THE DATA:

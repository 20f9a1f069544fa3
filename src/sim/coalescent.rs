//! A reference ancestry backend: the coalescent with recombination.
//!
//! Lineages coalesce pairwise and split at crossovers drawn from the stage's
//! rate map, so the rate map shapes the marginal trees. Ancestry is recorded
//! into the genealogy's tables as it happens.
use log::{debug, warn};
use rand::Rng;
use rand_distr::{Distribution, Exp, Poisson};

use super::genealogy::{EpochRecord, Genealogy};
use super::{AncestrySimulator, Continuable, SimulationStage, TimeWindow};
use crate::error::SimulationError;
use crate::numeric::interp1d;
use crate::ratemap::RateMap;

/// Prior states may end this far from a stage's start time.
const TIME_TOLERANCE: f64 = 1e-9;

/// Physical position against cumulative map length in Morgans.
struct GeneticAxis {
    positions: Vec<f64>,
    cumulative: Vec<f64>,
}

impl GeneticAxis {
    fn new(rate_map: &RateMap) -> Self {
        Self {
            positions: rate_map.positions().to_vec(),
            cumulative: rate_map.cumulative_mass(),
        }
    }

    /// Morgans from the start of the map to `position`.
    fn at(&self, position: f64) -> f64 {
        interp1d(&self.positions, &self.cumulative, position).unwrap_or(0.0)
    }

    /// Morgans between `left` and `right`.
    fn mass(&self, left: f64, right: f64) -> f64 {
        self.at(right) - self.at(left)
    }

    /// The physical position `morgans` along the map.
    fn position(&self, morgans: f64) -> f64 {
        let i = self.cumulative.partition_point(|&c| c < morgans);
        if i == 0 {
            return self.positions.first().copied().unwrap_or(0.0);
        }
        if i >= self.cumulative.len() {
            return self.positions.last().copied().unwrap_or(0.0);
        }
        let (g0, g1) = (self.cumulative[i - 1], self.cumulative[i]);
        let (x0, x1) = (self.positions[i - 1], self.positions[i]);
        x0 + (x1 - x0) * (morgans - g0) / (g1 - g0)
    }
}

#[derive(Debug, Clone)]
pub struct CoalescentSimulator {
    pub ploidy: u32,
}

impl Default for CoalescentSimulator {
    fn default() -> Self {
        Self { ploidy: 2 }
    }
}

impl CoalescentSimulator {
    fn check_prior(
        &self,
        prior: Genealogy,
        window: &TimeWindow,
        sequence_length: f64,
    ) -> Result<Genealogy, SimulationError> {
        if (prior.time() - window.start).abs() > TIME_TOLERANCE * window.start.max(1.0) {
            return Err(SimulationError::StateMismatch(format!(
                "prior state ends at generation {} but the stage starts at {}",
                prior.time(),
                window.start
            )));
        }
        if prior.sequence_length() != sequence_length {
            return Err(SimulationError::StateMismatch(format!(
                "prior state has sequence length {} but the rate map has {}",
                prior.sequence_length(),
                sequence_length
            )));
        }
        if prior.ploidy() != self.ploidy {
            return Err(SimulationError::StateMismatch(format!(
                "prior state has ploidy {} but the simulator uses {}",
                prior.ploidy(),
                self.ploidy
            )));
        }
        Ok(prior)
    }
}

impl AncestrySimulator for CoalescentSimulator {
    type State = Genealogy;

    fn simulate_ancestry<R: Rng + ?Sized>(
        &self,
        stage: &SimulationStage,
        prior: Option<Genealogy>,
        rng: &mut R,
    ) -> Result<Genealogy, SimulationError> {
        let window = stage.window();
        window.validate()?;
        let sequence_length = stage.rate_map.sequence_length();
        if !(sequence_length > 0.0) {
            return Err(SimulationError::EmptyRateMap);
        }
        if stage.population_size == 0 {
            return Err(SimulationError::InvalidParameter(
                "population size must be positive".to_string(),
            ));
        }
        if self.ploidy == 0 {
            return Err(SimulationError::InvalidParameter(
                "ploidy must be positive".to_string(),
            ));
        }
        if stage.rate_map.rates().iter().all(|&r| r == 0.0) {
            warn!("rate map has zero total map length, all sites share one tree");
        }
        debug!(
            "rate map spans {} bp and {} cM",
            sequence_length,
            stage.rate_map.total_map_length()
        );

        let mut state = match prior {
            Some(prior) => self.check_prior(prior, &window, sequence_length)?,
            None => {
                if stage.sample_size == 0 {
                    return Err(SimulationError::InvalidParameter(
                        "sample size must be positive".to_string(),
                    ));
                }
                let haploids = stage.sample_size as usize * self.ploidy as usize;
                Genealogy::new(haploids, self.ploidy, sequence_length, window.start)?
            }
        };

        let axis = GeneticAxis::new(&stage.rate_map);
        // each pair of lineages coalesces at rate 1 / (ploidy * N) per generation
        let genomes = self.ploidy as f64 * stage.population_size as f64;
        let mut coalescences = 0;
        let mut recombinations = 0;
        loop {
            let k = state.lineages().len();
            if k < 2 {
                break;
            }
            let coalescence_rate = (k * (k - 1) / 2) as f64 / genomes;
            let links: Vec<f64> = state
                .lineages()
                .iter()
                .map(|l| axis.mass(l.left(), l.right()))
                .collect();
            let recombination_rate: f64 = links.iter().sum();
            let total = coalescence_rate + recombination_rate;
            let exp =
                Exp::new(total).map_err(|e| SimulationError::Distribution(e.to_string()))?;
            let wait: f64 = Distribution::<f64>::sample(&exp, rng);
            let next = state.time() + wait;
            if let Some(end) = window.end {
                if next >= end {
                    break;
                }
            }

            if rng.gen::<f64>() * total < recombination_rate {
                let mut target = rng.gen::<f64>() * recombination_rate;
                let mut index = k - 1;
                for (i, &link) in links.iter().enumerate() {
                    if target < link {
                        index = i;
                        break;
                    }
                    target -= link;
                }
                let lineage = &state.lineages()[index];
                let lo = axis.at(lineage.left());
                let hi = axis.at(lineage.right());
                state.set_time(next);
                if hi > lo {
                    let breakpoint = axis.position(rng.gen_range(lo..hi));
                    if state.recombine(index, breakpoint) {
                        recombinations += 1;
                    }
                }
            } else {
                let i = rng.gen_range(0..k);
                let mut j = rng.gen_range(0..k - 1);
                if j >= i {
                    j += 1;
                }
                if state.coalesce(i, j, next)? {
                    coalescences += 1;
                }
            }
        }
        if let Some(end) = window.end {
            state.set_time(end);
        }
        debug!(
            "{} coalescences and {} recombinations, {} lineages remain at generation {}",
            coalescences,
            recombinations,
            state.lineages().len(),
            state.time()
        );
        state.push_epoch(EpochRecord {
            start: window.start,
            end: state.time(),
            population_size: stage.population_size,
            mutation_rate: 0.0,
            coalescences,
            recombinations,
            mutations: 0,
        });
        Ok(state)
    }

    /// Mutations go on edges recorded since the last call. An edge spanning
    /// earlier epochs gets each of those time slices at that epoch's rate, so
    /// every branch segment is mutated exactly once, at the rate of the epoch
    /// it lies in. Uncoalesced lineages carry no edge above them yet.
    fn simulate_mutations<R: Rng + ?Sized>(
        &self,
        state: &mut Genealogy,
        window: TimeWindow,
        rate: f64,
        rng: &mut R,
    ) -> Result<usize, SimulationError> {
        if !rate.is_finite() || rate < 0.0 {
            return Err(SimulationError::InvalidParameter(format!(
                "mutation rate must be finite and non-negative, got {}",
                rate
            )));
        }
        state.set_epoch_mutation_rate(rate);
        let horizon = window.end.unwrap_or_else(|| state.time());
        let slices: Vec<(f64, f64, f64)> = state
            .epochs()
            .iter()
            .map(|e| (e.start, e.end.min(horizon), e.mutation_rate))
            .collect();

        let mut added = 0;
        for edge in state.take_unmutated_edges()? {
            for &(start, end, mu) in &slices {
                let lo = edge.child_height.max(start);
                let hi = edge.parent_height.min(end);
                if hi <= lo {
                    continue;
                }
                let lambda = mu * (edge.right - edge.left) * (hi - lo);
                if lambda <= 0.0 {
                    continue;
                }
                let poisson = Poisson::new(lambda)
                    .map_err(|e| SimulationError::Distribution(e.to_string()))?;
                let count: f64 = Distribution::<f64>::sample(&poisson, rng);
                for _ in 0..count as usize {
                    let position = rng.gen_range(edge.left..edge.right);
                    let time = rng.gen_range(lo..hi);
                    state.add_mutation(position, edge.child_id, time)?;
                    added += 1;
                }
            }
        }
        Ok(added)
    }
}

#[cfg(test)]
mod tests {
    use super::*;
    use crate::ratemap::RateMap;
    use rand::SeedableRng;
    use rand_xoshiro::Xoshiro256StarStar;

    fn stage(start: Option<f64>, end: Option<f64>) -> SimulationStage {
        SimulationStage {
            population_size: 1000,
            sample_size: 5,
            rate_map: RateMap::new(vec![0.0, 1e5], vec![0.0]).unwrap(),
            mutation_rate: 1e-8,
            start_time: start,
            end_time: end,
            seed: None,
        }
    }

    #[test]
    fn test_runs_to_completion() {
        let sim = CoalescentSimulator::default();
        let mut rng = Xoshiro256StarStar::seed_from_u64(5);
        let g = sim.simulate_ancestry(&stage(None, None), None, &mut rng).unwrap();
        assert!(g.is_complete());
        // without crossovers 10 samples coalesce in 9 events
        assert_eq!(g.num_nodes(), 19);
        assert_eq!(g.epochs()[0].coalescences, 9);
        assert_eq!(g.epochs()[0].recombinations, 0);
        assert_eq!(g.tmrca(), Some(g.time()));
        assert_eq!(g.num_trees().unwrap(), 1);
    }

    #[test]
    fn test_rate_map_drives_tree_count() {
        let sim = CoalescentSimulator::default();
        let mut recombining = stage(None, None);
        recombining.rate_map = RateMap::new(vec![0.0, 5e4, 1e5], vec![1e-6, 0.0]).unwrap();
        let mut rng = Xoshiro256StarStar::seed_from_u64(21);
        let g = sim.simulate_ancestry(&recombining, None, &mut rng).unwrap();
        assert!(g.is_complete());
        assert!(g.epochs()[0].recombinations > 0);
        assert!(g.num_trees().unwrap() > 1);
        let edges = g.edges().unwrap();
        assert!(edges.iter().any(|e| e.left > 0.0 || e.right < 1e5));
        // no crossovers land where the map is flat
        assert!(edges
            .iter()
            .flat_map(|e| [e.left, e.right])
            .all(|x| x <= 5e4 || x == 1e5));
        assert!(g.tree_sequence().is_ok());
    }

    #[test]
    fn test_bounded_window_stops_at_end() {
        let sim = CoalescentSimulator::default();
        let mut rng = Xoshiro256StarStar::seed_from_u64(5);
        let g = sim
            .simulate_ancestry(&stage(Some(0.0), Some(1.0)), None, &mut rng)
            .unwrap();
        assert_eq!(g.time(), 1.0);
        assert!(g.node_times().iter().all(|&t| t < 1.0));
    }

    #[test]
    fn test_empty_rate_map_rejected() {
        let sim = CoalescentSimulator::default();
        let mut rng = Xoshiro256StarStar::seed_from_u64(5);
        let mut s = stage(None, None);
        s.rate_map = RateMap::new(vec![0.0], vec![]).unwrap();
        assert!(matches!(
            sim.simulate_ancestry(&s, None, &mut rng),
            Err(SimulationError::EmptyRateMap)
        ));
    }

    #[test]
    fn test_prior_must_match_window() {
        let sim = CoalescentSimulator::default();
        let mut rng = Xoshiro256StarStar::seed_from_u64(5);
        let g = sim
            .simulate_ancestry(&stage(Some(0.0), Some(100.0)), None, &mut rng)
            .unwrap();
        assert!(matches!(
            sim.simulate_ancestry(&stage(Some(200.0), None), Some(g), &mut rng),
            Err(SimulationError::StateMismatch(_))
        ));
    }

    #[test]
    fn test_mutations_stay_on_edges_in_window() {
        let sim = CoalescentSimulator::default();
        let mut rng = Xoshiro256StarStar::seed_from_u64(9);
        let window = TimeWindow {
            start: 0.0,
            end: Some(500.0),
        };
        let mut g = sim
            .simulate_ancestry(&stage(Some(0.0), Some(500.0)), None, &mut rng)
            .unwrap();
        let added = sim.simulate_mutations(&mut g, window, 1e-6, &mut rng).unwrap();
        assert!(added > 0);
        let mutations = g.mutations().unwrap();
        assert_eq!(mutations.len(), added);
        assert_eq!(g.epochs()[0].mutations, added);
        let times = g.node_times();
        for m in &mutations {
            assert!(m.time >= 0.0 && m.time < 500.0);
            assert!(m.position >= 0.0 && m.position < 1e5);
            assert!(m.time >= times[m.node]);
        }
        assert!(mutations.windows(2).all(|w| w[0].position <= w[1].position));
        // edges already mutated are not mutated twice
        assert_eq!(sim.simulate_mutations(&mut g, window, 1e-6, &mut rng).unwrap(), 0);
        assert!(sim.simulate_mutations(&mut g, window, -1.0, &mut rng).is_err());
    }

    #[test]
    fn test_no_mutations_above_the_root() {
        let sim = CoalescentSimulator { ploidy: 1 };
        let mut rng = Xoshiro256StarStar::seed_from_u64(3);
        let mut s = stage(Some(0.0), Some(5000.0));
        s.population_size = 20;
        s.sample_size = 10;
        let mut g = sim.simulate_ancestry(&s, None, &mut rng).unwrap();
        sim.simulate_mutations(&mut g, s.window(), 1e-5, &mut rng).unwrap();
        assert!(g.is_complete());
        let tmrca = g.tmrca().unwrap();

        for (start, end) in [(5000.0, Some(10_000.0)), (10_000.0, None)] {
            let mut next = s.clone();
            next.start_time = Some(start);
            next.end_time = end;
            g = sim.simulate_ancestry(&next, Some(g), &mut rng).unwrap();
            let added = sim
                .simulate_mutations(&mut g, next.window(), 1e-5, &mut rng)
                .unwrap();
            assert_eq!(added, 0);
        }
        assert!(g.mutations().unwrap().iter().all(|m| m.time < tmrca));
    }
}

EXERCISE AIM: Which lines of the material above hold the string "positive"? Pull them out.

SOLUTION TO THIS EXERCISE:
                "population size must be positive".to_string(),
                "ploidy must be positive".to_string(),
                        "sample size must be positive".to_string(),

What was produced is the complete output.